- Origin: Boston, Massachusetts, U.S.
- Genres: Indie pop, synthpop
- Years active: 1997–present
- Labels: Slow River, Instinct, Merge
- Members: Stephin Merritt Claudia Gonson Chris Ewen
- Website: Formerly futurebibleheroes.com, no longer active

= Future Bible Heroes =

American indie pop band

Future Bible Heroes is an American indie pop group led by Stephin Merritt, best known for his work with The Magnetic Fields. Merritt shares vocal duties with fellow Magnetic Fields member Claudia Gonson, who sings on the entirety of 2002's Eternal Youth. In contrast to much of Merritt's work with other groups, the Future Bible Heroes work largely on electronica-based disco, with music provided by Chris Ewen, formerly of Figures on a Beach.

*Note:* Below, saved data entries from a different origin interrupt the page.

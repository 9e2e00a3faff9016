use crate::fp::index::ItemId;
use std::collections::HashMap;

/// A node of the arena. `parent` and `next_same_item` are plain indices and
/// own nothing; a node is owned by the arena and reached from its parent's
/// `children` map.
#[derive(Debug, Clone)]
pub struct FPNode {
    pub item: Option<ItemId>,
    pub count: usize,
    pub parent: Option<usize>,
    pub children: HashMap<ItemId, usize>,
    pub next_same_item: Option<usize>,
}

/// First and last node of one item's header chain.
#[derive(Debug, Clone, Copy, PartialEq, Eq)]
pub struct HeaderEntry {
    pub head: usize,
    pub tail: usize,
}

#[derive(Debug, Clone)]
pub struct FPTree {
    pub nodes: Vec<FPNode>,
    pub header_table: HashMap<ItemId, HeaderEntry>,
    pub root_index: usize,
}

impl FPNode {
    pub fn new_root() -> Self {
        Self {
            item: None,
            count: 0,
            parent: None,
            children: HashMap::new(),
            next_same_item: None,
        }
    }

    pub fn new_item(item: ItemId, count: usize, parent: usize) -> Self {
        Self {
            item: Some(item),
            count,
            parent: Some(parent),
            children: HashMap::new(),
            next_same_item: None,
        }
    }
}

impl Default for FPTree {
    fn default() -> Self {
        Self::new()
    }
}

impl FPTree {
    pub fn new() -> Self {
        Self {
            nodes: vec![FPNode::new_root()],
            header_table: HashMap::new(),
            root_index: 0,
        }
    }

    /// Number of item-carrying nodes.
    pub fn node_count(&self) -> usize {
        self.nodes.len() - 1
    }

    pub fn is_empty(&self) -> bool {
        self.header_table.is_empty()
    }
}
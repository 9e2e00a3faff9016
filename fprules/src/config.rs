use crate::error::ConfigError;
use crate::fp::{DuplicatePolicy, FpGrowth};
use crate::rules::RuleThresholds;
use serde::{Deserialize, Serialize};
use std::fs;
use std::path::Path;

/// Thresholds of one analysis run.
///
/// `min_support` is a fraction; the engine only ever sees the absolute count
/// from [`MiningConfig::min_support_count`].
#[derive(Debug, Clone, PartialEq, Serialize, Deserialize)]
pub struct MiningConfig {
    pub min_support: f64,
    pub min_confidence: f64,
    #[serde(default = "default_min_lift")]
    pub min_lift: f64,
    #[serde(default)]
    pub min_quality_score: f64,
    #[serde(default)]
    pub max_rules: Option<usize>,
    #[serde(default)]
    pub duplicates: DuplicatePolicy,
    /// Mine sibling branches on the rayon pool.
    #[serde(default = "default_parallel")]
    pub parallel: bool,
    /// Upper bound on FP-tree nodes allocated across one run.
    #[serde(default)]
    pub node_budget: Option<usize>,
}

fn default_min_lift() -> f64 {
    1.0
}

fn default_parallel() -> bool {
    true
}

impl MiningConfig {
    pub fn new(min_support: f64, min_confidence: f64) -> Self {
        Self {
            min_support,
            min_confidence,
            min_lift: default_min_lift(),
            min_quality_score: 0.0,
            max_rules: None,
            duplicates: DuplicatePolicy::default(),
            parallel: default_parallel(),
            node_budget: None,
        }
    }

    /// District analysis: rare patterns allowed, strong lift required.
    pub fn district() -> Self {
        Self {
            min_support: 0.01,
            min_confidence: 0.5,
            min_lift: 1.5,
            min_quality_score: 0.4,
            max_rules: Some(500),
            duplicates: DuplicatePolicy::default(),
            parallel: default_parallel(),
            node_budget: None,
        }
    }

    /// Road analysis.
    pub fn road() -> Self {
        Self {
            min_support: 0.012,
            min_confidence: 0.7,
            min_lift: 1.3,
            min_quality_score: 0.5,
            max_rules: Some(1000),
            duplicates: DuplicatePolicy::default(),
            parallel: default_parallel(),
            node_budget: None,
        }
    }

    pub fn preset(name: &str) -> Option<Self> {
        match name {
            "district" => Some(Self::district()),
            "road" | "road_name" => Some(Self::road()),
            _ => None,
        }
    }

    pub fn from_toml_str(source: &str) -> Result<Self, ConfigError> {
        let config: MiningConfig = toml::from_str(source)?;
        config.validate()?;
        Ok(config)
    }

    pub fn load(path: impl AsRef<Path>) -> Result<Self, ConfigError> {
        let path = path.as_ref();
        let source = fs::read_to_string(path).map_err(|source| ConfigError::Io {
            path: path.to_path_buf(),
            source,
        })?;
        Self::from_toml_str(&source)
    }

    pub fn validate(&self) -> Result<(), ConfigError> {
        check_fraction("min_support", self.min_support)?;
        check_fraction("min_confidence", self.min_confidence)?;
        if !(self.min_lift.is_finite() && self.min_lift >= 0.0) {
            return Err(ConfigError::OutOfRange {
                field: "min_lift",
                value: self.min_lift,
                expected: "[0, inf)",
            });
        }
        if !self.min_quality_score.is_finite() {
            return Err(ConfigError::OutOfRange {
                field: "min_quality_score",
                value: self.min_quality_score,
                expected: "finite reals",
            });
        }
        if self.max_rules == Some(0) {
            return Err(ConfigError::ZeroMaxRules);
        }
        if self.node_budget == Some(0) {
            return Err(ConfigError::ZeroNodeBudget);
        }
        Ok(())
    }

    pub fn min_support_count(&self, num_transactions: usize) -> usize {
        support_count(self.min_support, num_transactions)
    }

    pub fn thresholds(&self) -> RuleThresholds {
        RuleThresholds {
            min_confidence: self.min_confidence,
            min_lift: self.min_lift,
            min_quality_score: self.min_quality_score,
            max_rules: self.max_rules,
        }
    }

    pub fn miner(&self, num_transactions: usize) -> FpGrowth {
        let miner = FpGrowth::new(self.min_support_count(num_transactions))
            .duplicates(self.duplicates)
            .parallel(self.parallel);
        match self.node_budget {
            Some(max_nodes) => miner.node_budget(max_nodes),
            None => miner,
        }
    }
}

/// `max(1, floor(min_support × num_transactions))`.
pub fn support_count(min_support: f64, num_transactions: usize) -> usize {
    ((min_support * num_transactions as f64).floor() as usize).max(1)
}

fn check_fraction(field: &'static str, value: f64) -> Result<(), ConfigError> {
    if value > 0.0 && value <= 1.0 {
        Ok(())
    } else {
        Err(ConfigError::OutOfRange {
            field,
            value,
            expected: "(0, 1]",
        })
    }
}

In 1995, the group contributed the song "Hopeless" to the AIDS benefit album Red Hot + Bothered, produced by the Red Hot Organization.

==Discography==
===Albums===
- Memories of Love (1997)
- Eternal Youth (2002)
- Partygoing (2013)

===EPs===
- Lonely Days (1997)
- I'm Lonely (And I Love It) (EP) (2000)
- The Lonely Robot (2003)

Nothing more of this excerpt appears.